Hack Proofing Your Network, Second Edition

The phrase "hardware hacking" can mean different things to different people. For some, hardware hacking may be related to telephone experimentation, lock picking, or setting up model railroad systems. In our case, hardware hacking is defined as modifying hardware appliances or electronic products to perform functions for which they were not originally intended. This could mean anything from a simple software replacement to a complicated electrical circuit attack.
Just about any piece of electronic equipment can serve as a candidate for hardware hacking. Particularly of interest to us are Personal Digital Assistants (PDAs), mobile telephones, and hardware authentication devices (such as dongles, token cards, biometric devices, and smart cards). Other common targets are any devices that are network-enabled and have embedded cryptographic functionality, such as routers, switches, virtual private networks (VPNs), and cryptographic accelerators.
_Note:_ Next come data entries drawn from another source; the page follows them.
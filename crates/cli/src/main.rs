//! rsid-usb
//!
//! Host tool for RealSense ID peripherals attached over USB-CDC. Discovers
//! the device, negotiates access, opens and configures the serial link and
//! reports the transport triple the biometric SDK binding consumes.

use anyhow::{Context, Result, anyhow, bail};
use clap::Parser;
use cli::config::Config;
use cli::images::{EntryKind, list_directory};
use common::setup_logging;
use std::path::PathBuf;
use std::sync::Arc;
use tracing::info;
use transport::{RusbHost, UsbCdcConnection, UsbHost, negotiate_permission};

#[derive(Parser, Debug)]
#[command(name = "rsid-usb")]
#[command(
    author,
    version,
    about = "rsid-usb - RealSense ID USB-CDC transport tool"
)]
#[command(long_about = "
Discovers a RealSense ID face-authentication peripheral on USB, negotiates
access, opens the CDC serial link and prints the file descriptor and bulk
endpoint addresses handed to the SDK.

EXAMPLES:
    # Probe the attached device (default action)
    rsid-usb

    # List all USB devices
    rsid-usb --list-devices

    # Wait for a rebooting device to come back
    rsid-usb --wait-for-device

    # List firmware images in a directory
    rsid-usb --list-images ~/firmware

CONFIGURATION:
    rsid-usb looks for configuration files in the following order:
    1. Path specified with --config
    2. ~/.config/rsid-usb/config.toml
    3. /etc/rsid-usb/config.toml
    4. Built-in defaults
")]
struct Args {
    /// Path to configuration file
    #[arg(short, long, value_name = "PATH")]
    config: Option<PathBuf>,

    /// Save default configuration to default location and exit
    #[arg(long)]
    save_config: bool,

    /// Log level (trace, debug, info, warn, error)
    #[arg(short, long, value_name = "LEVEL")]
    log_level: Option<String>,

    /// List USB devices and exit
    #[arg(long)]
    list_devices: bool,

    /// Discover, open and configure the device, print the transport, close
    #[arg(long)]
    probe: bool,

    /// Wait for a supported device to (re)appear using the reboot poll
    #[arg(long)]
    wait_for_device: bool,

    /// List firmware images (defaults to the configured image_dir)
    #[arg(long, value_name = "DIR", num_args = 0..=1)]
    list_images: Option<Option<PathBuf>>,
}

#[tokio::main]
async fn main() -> Result<()> {
    let args = Args::parse();

    if args.save_config {
        let config = Config::default();
        let path = Config::default_path();
        config.save(&path).context("Failed to save configuration")?;
        println!("Configuration saved to: {}", path.display());
        return Ok(());
    }

    let config = if let Some(ref path) = args.config {
        Config::load(Some(path.clone())).context("Failed to load configuration")?
    } else {
        Config::load_or_default()
    };

    let log_level = args
        .log_level
        .as_deref()
        .unwrap_or(&config.general.log_level);

    setup_logging(log_level).context("Failed to setup logging")?;

    info!("rsid-usb v{}", env!("CARGO_PKG_VERSION"));

    if let Some(dir) = args.list_images {
        let dir = dir
            .or_else(|| config.image_dir())
            .ok_or_else(|| anyhow!("No directory given and no firmware.image_dir configured"))?;
        return list_images_mode(&dir);
    }

    let host = Arc::new(RusbHost::new().context("Failed to initialize libusb")?);

    if args.list_devices {
        return list_devices_mode(&host, &config);
    }

    if args.wait_for_device {
        return wait_for_device_mode(host, &config).await;
    }

    if !args.probe {
        info!("No action given, probing");
    }
    probe_mode(host, &config).await
}

/// List USB devices and exit
fn list_devices_mode(host: &RusbHost, config: &Config) -> Result<()> {
    let registry = config.registry()?;
    let devices = host.attached_devices().context("Failed to enumerate USB devices")?;

    if devices.is_empty() {
        println!("No USB devices found.");
        return Ok(());
    }

    println!("Found {} USB device(s):\n", devices.len());
    for device in devices {
        let supported = registry.contains(device.vendor_id, device.product_id);
        println!(
            "  {:04x}:{:04x}  Bus {:03} Device {:03}{}",
            device.vendor_id,
            device.product_id,
            device.key.bus,
            device.key.address,
            if supported { "  [supported]" } else { "" }
        );
    }

    Ok(())
}

fn new_connection(host: Arc<RusbHost>, config: &Config) -> Result<UsbCdcConnection<RusbHost>> {
    Ok(UsbCdcConnection::new(host)
        .with_registry(config.registry()?)
        .with_line_coding(config.line_coding(), config.control_timeout()))
}

/// Open the device once, print its transport and close it again
async fn probe_mode(host: Arc<RusbHost>, config: &Config) -> Result<()> {
    let mut connection = new_connection(Arc::clone(&host), config)?;

    if !connection.find_supported_device() {
        bail!("Supported USB device not found");
    }
    let device = connection
        .discovered_device()
        .cloned()
        .ok_or_else(|| anyhow!("Supported USB device not found"))?;

    negotiate_permission(host.as_ref(), &device, config.permission_timeout())
        .await
        .context("Failed to get permission for the USB device")?;

    connection
        .open_connection()
        .context("Couldn't open connection to USB device")?;

    let details = connection.details();
    println!("Device:            {}", device);
    println!("File descriptor:   {}", details.file_descriptor);
    println!("Control interface: {}", details.control_interface_index);
    println!("Control endpoint:  {:#04x}", details.control_endpoint_address);
    println!("Read endpoint:     {:#04x}", details.read_endpoint_address);
    println!("Write endpoint:    {:#04x}", details.write_endpoint_address);

    connection.close_connection();
    Ok(())
}

/// Wait for a supported device with the reboot poll
async fn wait_for_device_mode(host: Arc<RusbHost>, config: &Config) -> Result<()> {
    let mut connection = new_connection(host, config)?;
    let wait = config.reboot_wait();

    println!(
        "Waiting for device (first probe after {:?}, giving up after {:?})...",
        wait.min_wait, wait.max_wait
    );
    let probes = wait.wait_for_device(&mut connection).await?;

    if let Some(device) = connection.discovered_device() {
        println!("Found {} after {} probe(s)", device, probes);
    }
    Ok(())
}

/// List a directory of firmware images
fn list_images_mode(dir: &std::path::Path) -> Result<()> {
    let entries = list_directory(dir)?;

    if entries.is_empty() {
        println!("{} is empty.", dir.display());
        return Ok(());
    }

    println!("{}:\n", dir.display());
    for entry in &entries {
        match entry.kind {
            EntryKind::Folder { sub_files } => {
                println!("  {}/  ({} files)", entry.name, sub_files);
            }
            EntryKind::File { size_mb } => {
                let marker = if entry.is_firmware_image() { "*" } else { " " };
                println!("{} {}  {:.2} MB", marker, entry.name, size_mb);
            }
        }
    }

    Ok(())
}
#[cfg(test)]
mod tests {
    use super::*;
    use crate::host::{DeviceKey, EndpointInfo, InterfaceInfo};
    use crate::mock::{MockUsbHost, cdc_device};

    fn endpoint(address: u8, transfer_type: TransferType, direction: Direction) -> EndpointInfo {
        EndpointInfo {
            address,
            transfer_type,
            direction,
        }
    }

    #[test]
    fn test_resolve_standard_cdc_device() {
        let device = cdc_device(1, 4, 10925, 25459);
        let endpoints = resolve_cdc_endpoints(&device).unwrap();
        assert_eq!(endpoints.control_interface, 0);
        assert_eq!(endpoints.control_endpoint, 0x83);
        assert_eq!(endpoints.data_interface, 1);
        assert_eq!(endpoints.read_endpoint, 0x81);
        assert_eq!(endpoints.write_endpoint, 0x02);
    }

    #[test]
    fn test_resolve_ignores_non_bulk_data_endpoints() {
        let mut device = cdc_device(1, 4, 10925, 25459);
        device.interfaces[1].endpoints = vec![
            endpoint(0x85, TransferType::Interrupt, Direction::In),
            endpoint(0x02, TransferType::Bulk, Direction::Out),
        ];
        let err = resolve_cdc_endpoints(&device).unwrap_err();
        assert!(matches!(
            err,
            TransportError::EndpointsUnresolved {
                control: true,
                read: false,
                write: true
            }
        ));
    }

    #[test]
    fn test_resolve_without_control_interface() {
        let mut device = cdc_device(1, 4, 10925, 25459);
        device.interfaces.remove(0);
        assert!(matches!(
            resolve_cdc_endpoints(&device),
            Err(TransportError::EndpointsUnresolved { control: false, .. })
        ));
    }

    #[test]
    fn test_resolve_control_interface_without_endpoints() {
        let mut device = cdc_device(1, 4, 10925, 25459);
        device.interfaces[0].endpoints.clear();
        assert!(resolve_cdc_endpoints(&device).is_err());
    }

    #[test]
    fn test_resolve_skips_other_classes() {
        let mut device = cdc_device(1, 4, 10925, 25459);
        device.interfaces.insert(
            0,
            InterfaceInfo {
                number: 5,
                class_code: 0xff,
                endpoints: vec![endpoint(0x86, TransferType::Bulk, Direction::In)],
            },
        );
        let endpoints = resolve_cdc_endpoints(&device).unwrap();
        assert_eq!(endpoints.read_endpoint, 0x81);
    }

    #[test]
    fn test_find_supported_device_empty_enumeration() {
        let host = Arc::new(MockUsbHost::new());
        let mut connection = UsbCdcConnection::new(host);
        assert!(!connection.find_supported_device());
        assert!(connection.discovered_device().is_none());
    }

    #[test]
    fn test_find_supported_device_no_match_keeps_state() {
        let host = Arc::new(MockUsbHost::with_devices(vec![
            cdc_device(1, 2, 0x1d6b, 0x0002),
            cdc_device(1, 3, 10925, 1),
        ]));
        let mut connection = UsbCdcConnection::new(host);
        assert!(!connection.find_supported_device());
        assert!(connection.discovered_device().is_none());
        assert!(!connection.is_open());
        assert!(connection.details().is_unset());
    }

    #[test]
    fn test_find_supported_device_first_match() {
        let host = Arc::new(MockUsbHost::with_devices(vec![
            cdc_device(1, 2, 0x1d6b, 0x0002),
            cdc_device(1, 3, 10925, 25462),
            cdc_device(1, 4, 10925, 25459),
        ]));
        let mut connection = UsbCdcConnection::new(host);
        assert!(connection.find_supported_device());
        assert_eq!(connection.discovered_device().unwrap().key, DeviceKey::new(1, 3));
    }

    #[test]
    fn test_open_without_discovery() {
        let host = Arc::new(MockUsbHost::new());
        let mut connection = UsbCdcConnection::new(host.clone());
        assert!(matches!(
            connection.open_connection(),
            Err(TransportError::DeviceNotFound)
        ));
        assert_eq!(host.open_count(), 0);
    }

    #[test]
    fn test_open_populates_details() {
        let host = Arc::new(MockUsbHost::with_devices(vec![cdc_device(1, 4, 10925, 25459)]));
        let mut connection = UsbCdcConnection::new(host.clone());
        assert!(connection.find_supported_device());
        connection.open_connection().unwrap();

        assert!(connection.is_open());
        let details = connection.details();
        assert_eq!(details.control_interface_index, 0);
        assert_eq!(details.control_endpoint_address, 0x83);
        assert_eq!(details.read_endpoint_address, 0x81);
        assert_eq!(details.write_endpoint_address, 0x02);
        assert_eq!(details.file_descriptor, connection.file_descriptor());
        assert_ne!(details.file_descriptor, UNSET);

        assert_eq!(host.claimed_interfaces(), vec![0, 1]);
        let requests = host.control_requests();
        assert_eq!(requests.len(), 1);
        assert_eq!(requests[0].0.request_type, 0x21);
        assert_eq!(requests[0].0.request, 0x20);
        assert_eq!(requests[0].1, LineCoding::default().to_bytes().to_vec());
    }

    #[test]
    fn test_open_is_idempotent() {
        let host = Arc::new(MockUsbHost::with_devices(vec![cdc_device(1, 4, 10925, 25459)]));
        let mut connection = UsbCdcConnection::new(host.clone());
        assert!(connection.find_supported_device());

        assert!(connection.open_connection().is_ok());
        assert!(connection.open_connection().is_ok());
        assert_eq!(host.open_count(), 1);
        assert_eq!(host.control_requests().len(), 1);
    }

    #[test]
    fn test_failed_open_leaves_nothing_behind() {
        let failures: Vec<fn(&MockUsbHost)> = vec![
            |host| host.fail_open(true),
            |host| host.refuse_claim(0),
            |host| host.refuse_claim(1),
            |host| host.fail_line_coding(true),
        ];

        for inject in failures {
            let host = Arc::new(MockUsbHost::with_devices(vec![cdc_device(1, 4, 10925, 25459)]));
            inject(&host);
            let mut connection = UsbCdcConnection::new(host.clone());
            assert!(connection.find_supported_device());

            assert!(connection.open_connection().is_err());
            assert!(!connection.is_open());
            assert!(connection.details().is_unset());
            assert_eq!(connection.file_descriptor(), UNSET);
            assert!(connection.serial_config().is_none());
            assert_eq!(host.live_links(), 0);
        }
    }

    #[test]
    fn test_failed_open_error_kinds() {
        let host = Arc::new(MockUsbHost::with_devices(vec![cdc_device(1, 4, 10925, 25459)]));
        host.refuse_claim(1);
        let mut connection = UsbCdcConnection::new(host.clone());
        connection.find_supported_device();
        assert!(matches!(
            connection.open_connection(),
            Err(TransportError::InterfaceClaimFailed { interface: 1, .. })
        ));

        let host = Arc::new(MockUsbHost::with_devices(vec![cdc_device(1, 4, 10925, 25459)]));
        host.fail_line_coding(true);
        let mut connection = UsbCdcConnection::new(host);
        connection.find_supported_device();
        assert!(matches!(
            connection.open_connection(),
            Err(TransportError::ConfigurationFailed(_))
        ));
    }

    #[test]
    fn test_close_resets_accessors() {
        let host = Arc::new(MockUsbHost::with_devices(vec![cdc_device(1, 4, 10925, 25459)]));
        let mut connection = UsbCdcConnection::new(host.clone());
        connection.find_supported_device();
        connection.open_connection().unwrap();
        assert!(connection.serial_config().is_some());

        connection.close_connection();
        assert!(!connection.is_open());
        assert_eq!(connection.file_descriptor(), UNSET);
        assert_eq!(connection.read_endpoint_address(), UNSET);
        assert_eq!(connection.write_endpoint_address(), UNSET);
        assert!(connection.details().is_unset());
        assert!(connection.discovered_device().is_none());
        assert_eq!(host.live_links(), 0);

        // Closing again is a no-op
        connection.close_connection();
        assert_eq!(host.close_count(), 1);
    }

    #[test]
    fn test_reopen_after_close_requires_discovery() {
        let host = Arc::new(MockUsbHost::with_devices(vec![cdc_device(1, 4, 10925, 25459)]));
        let mut connection = UsbCdcConnection::new(host.clone());
        connection.find_supported_device();
        connection.open_connection().unwrap();
        connection.close_connection();

        assert!(matches!(
            connection.open_connection(),
            Err(TransportError::DeviceNotFound)
        ));
        assert!(connection.find_supported_device());
        assert!(connection.open_connection().is_ok());
        assert_eq!(host.open_count(), 2);
    }

    #[test]
    fn test_custom_line_coding() {
        let host = Arc::new(MockUsbHost::with_devices(vec![cdc_device(1, 4, 10925, 25459)]));
        let coding = LineCoding {
            baud_rate: 9600,
            ..LineCoding::default()
        };
        let mut connection =
            UsbCdcConnection::new(host.clone()).with_line_coding(coding, Duration::from_millis(100));
        connection.find_supported_device();
        connection.open_connection().unwrap();

        let (request, payload) = host.control_requests().remove(0);
        assert_eq!(request.timeout, Duration::from_millis(100));
        assert_eq!(payload, coding.to_bytes().to_vec());
    }
}
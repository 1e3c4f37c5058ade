//! Firmware update orchestration for RealSense ID peripherals
//!
//! Sequences a firmware flash across device reboots:
//! - Asks the SDK for an update policy for the candidate image
//! - Flashes all modules in one pass, or the core module (OPFW) first and the
//!   rest after the device has rebooted into it
//! - Polls for the device to reappear within a bounded window
//! - Reports phases and a single continuous progress value over an event
//!   bridge
//!
//! The SDK updater is an external collaborator behind [`FirmwareUpdater`].

pub mod bridge;
pub mod error;
pub mod logic;
pub mod machine;
pub mod policy;
pub mod progress;
pub mod reboot;
pub mod sdk;
pub mod status;

pub use bridge::{UpdateEvent, UpdateMonitor, UpdateReporter, create_update_bridge};
pub use error::{Result, UpdateError};
pub use logic::{FirmwareUpdateLogic, UpdateOptions, spawn_firmware_update};
pub use machine::{Effect, FlashMode, FlashPlan, FlashStep, Outcome, UpdatePhase, UpdateState, transition};
pub use policy::{Sku, UpdatePolicy};
pub use progress::ProgressRange;
pub use reboot::RebootWait;
pub use sdk::{FirmwareInfo, FirmwareUpdater, OPFW, UpdaterSettings};
pub use status::Status;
This chapter focuses on hacking electronic hardware devices to gain a security advantage. This limits the discussion to security-related hardware devices that are designed to store sensitive information (such as cryptographic components or secret data) or that have some physical feature designed to make them harder to attack (such as epoxy encapsulation).
Hardware hacking requires a completely different cache of tools from the rest of this book: hardware hacking requires physical tools. This chapter covers the background and process of hardware hacking, tools and other resources that will aid in your endeavors, and a few real-world examples.
Depending on your goals, what and how you choose to attack will vary. Generally, hardware...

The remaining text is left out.